Below are entries. Pull out all lines containing "currency".

== Recorded information

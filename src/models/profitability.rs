use serde::{Deserialize, Serialize};
use std::collections::HashMap;

/// Fiat conversion factors and crypto prices, both in the rate source's reference currency
#[derive(Debug, Clone, Default, Serialize, Deserialize)]
pub struct RateTable {
    #[serde(default)]
    pub fiat: HashMap<String, f64>,
    #[serde(default)]
    pub crypto: HashMap<String, f64>,
}

impl RateTable {
    pub fn fiat_rate(&self, currency: &str) -> Option<f64> {
        self.fiat.get(&currency.to_uppercase()).copied()
    }

    pub fn crypto_price(&self, ticker: &str) -> Option<f64> {
        self.crypto.get(ticker).copied()
    }
}

/// Profitability metrics computed for a single coin in one cycle
#[derive(Debug, Clone, PartialEq, Serialize, Deserialize)]
pub struct CoinProfitability {
    pub ticker: String,
    pub profile_id: String,
    /// Daily revenue in native coin units at the queried hashrate
    pub raw_revenue: f64,
    /// Coin price in the rate source's reference currency
    pub reference_price: f64,
    pub fiat_revenue: f64,
    /// Anchor coin per reference hashrate per day
    pub normalized_value: f64,
}
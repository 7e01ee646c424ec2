//! Terminal output: the profitability tables and the history chart.
//!
//! Renderers build plain `String`s; the `print_*` wrappers write them to stdout.

pub mod chart;
pub mod format;
pub mod table;

pub use chart::{print_chart, render_chart, render_chart_in};
pub use format::format_hashrate;
pub use table::{print_table, render_table};
//! Bounded, persisted history of profitability snapshots.
//!
//! The store keeps at most `max_len` snapshots in chronological order and
//! evicts the oldest once full. Every operation takes the internal lock for
//! its full duration; callers get copies and do their I/O or rendering
//! outside the lock.

use crate::error::{AppError, AppResult};
use crate::models::{CoinAverage, MinedAverage, Snapshot};
use serde::{Deserialize, Serialize};
use std::collections::{HashMap, VecDeque};
use std::path::Path;
use std::sync::{Mutex, MutexGuard, PoisonError};
use tracing::debug;

/// On-disk document layout
#[derive(Debug, Default, Serialize, Deserialize)]
struct PersistedHistory {
    snapshots: Vec<Snapshot>,
}

/// Thread-safe sliding window of snapshots
pub struct History {
    snapshots: Mutex<VecDeque<Snapshot>>,
    max_len: usize,
}

#[derive(Default)]
struct Accumulator {
    sum_fiat: f64,
    count: usize,
    sum_normalized: f64,
    normalized_count: usize,
}

impl History {
    /// Create an empty history holding at most `max_len` snapshots
    pub fn new(max_len: usize) -> Self {
        Self {
            snapshots: Mutex::new(VecDeque::with_capacity(max_len.min(4096))),
            max_len,
        }
    }

    pub fn capacity(&self) -> usize {
        self.max_len
    }

    pub fn len(&self) -> usize {
        self.lock().len()
    }

    pub fn is_empty(&self) -> bool {
        self.lock().is_empty()
    }

    fn lock(&self) -> MutexGuard<'_, VecDeque<Snapshot>> {
        // A panic while holding the lock cannot leave the deque half-updated
        self.snapshots.lock().unwrap_or_else(PoisonError::into_inner)
    }

    /// Append a snapshot, evicting from the front once over capacity
    pub fn add(&self, snapshot: Snapshot) {
        let mut snapshots = self.lock();
        snapshots.push_back(snapshot);
        while snapshots.len() > self.max_len {
            snapshots.pop_front();
        }
    }

    /// Copy of every retained snapshot, oldest first
    pub fn all(&self) -> Vec<Snapshot> {
        self.lock().iter().cloned().collect()
    }

    /// Most recent snapshot, if any
    pub fn last(&self) -> Option<Snapshot> {
        self.lock().back().cloned()
    }

    /// Per-coin averages plus the average of what was actually mined.
    ///
    /// Coin averages are sorted by descending fiat mean, ties by ticker.
    pub fn averages(&self) -> (Vec<CoinAverage>, MinedAverage) {
        let snapshots = self.lock();

        let mut accumulators: HashMap<&str, Accumulator> = HashMap::new();
        let mut mined = MinedAverage::default();

        for snapshot in snapshots.iter() {
            for (ticker, value) in &snapshot.values {
                let acc = accumulators.entry(ticker.as_str()).or_default();
                acc.sum_fiat += value;
                acc.count += 1;
            }
            for (ticker, value) in &snapshot.normalized_values {
                if let Some(acc) = accumulators.get_mut(ticker.as_str()) {
                    acc.sum_normalized += value;
                    acc.normalized_count += 1;
                }
            }

            if snapshot.active_ticker.is_empty() {
                continue;
            }
            if let Some(fiat) = snapshot.values.get(&snapshot.active_ticker) {
                mined.avg_fiat += fiat;
                mined.count += 1;
                if let Some(normalized) = snapshot.normalized_values.get(&snapshot.active_ticker) {
                    mined.avg_normalized += normalized;
                }
            }
        }

        let mut averages: Vec<CoinAverage> = accumulators
            .into_iter()
            .filter(|(_, acc)| acc.count > 0)
            .map(|(ticker, acc)| CoinAverage {
                ticker: ticker.to_string(),
                avg_fiat: acc.sum_fiat / acc.count as f64,
                avg_normalized: if acc.normalized_count > 0 {
                    acc.sum_normalized / acc.normalized_count as f64
                } else {
                    0.0
                },
                count: acc.count,
            })
            .collect();

        averages.sort_by(|a, b| {
            b.avg_fiat
                .total_cmp(&a.avg_fiat)
                .then_with(|| a.ticker.cmp(&b.ticker))
        });

        if mined.count > 0 {
            mined.avg_fiat /= mined.count as f64;
            mined.avg_normalized /= mined.count as f64;
        }

        (averages, mined)
    }

    /// Overwrite `path` with the full snapshot sequence
    pub fn save(&self, path: impl AsRef<Path>) -> AppResult<()> {
        let path = path.as_ref();
        let data = {
            let snapshots = self.lock();
            let document = PersistedHistory {
                snapshots: snapshots.iter().cloned().collect(),
            };
            serde_json::to_vec(&document)?
        };

        std::fs::write(path, data)?;
        debug!("Saved history to {}", path.display());
        Ok(())
    }

    /// Replace the contents with the snapshots stored at `path`, keeping the newest `max_len`.
    ///
    /// A missing file surfaces as an error for which `AppError::is_missing_file` holds.
    pub fn load(&self, path: impl AsRef<Path>) -> AppResult<usize> {
        let path = path.as_ref();
        let data = std::fs::read(path)?;
        let document: PersistedHistory = serde_json::from_slice(&data)
            .map_err(|e| AppError::Message(format!("Failed to parse history {}: {}", path.display(), e)))?;

        let mut loaded: VecDeque<Snapshot> = document.snapshots.into();
        while loaded.len() > self.max_len {
            loaded.pop_front();
        }

        let mut snapshots = self.lock();
        *snapshots = loaded;
        Ok(snapshots.len())
    }
}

====

* [Exercise output]
/// Fiat conversion factors and crypto prices, both in the rate source's reference currency
    pub fn fiat_rate(&self, currency: &str) -> Option<f64> {
        self.fiat.get(&currency.to_uppercase()).copied()
    /// Coin price in the rate source's reference currency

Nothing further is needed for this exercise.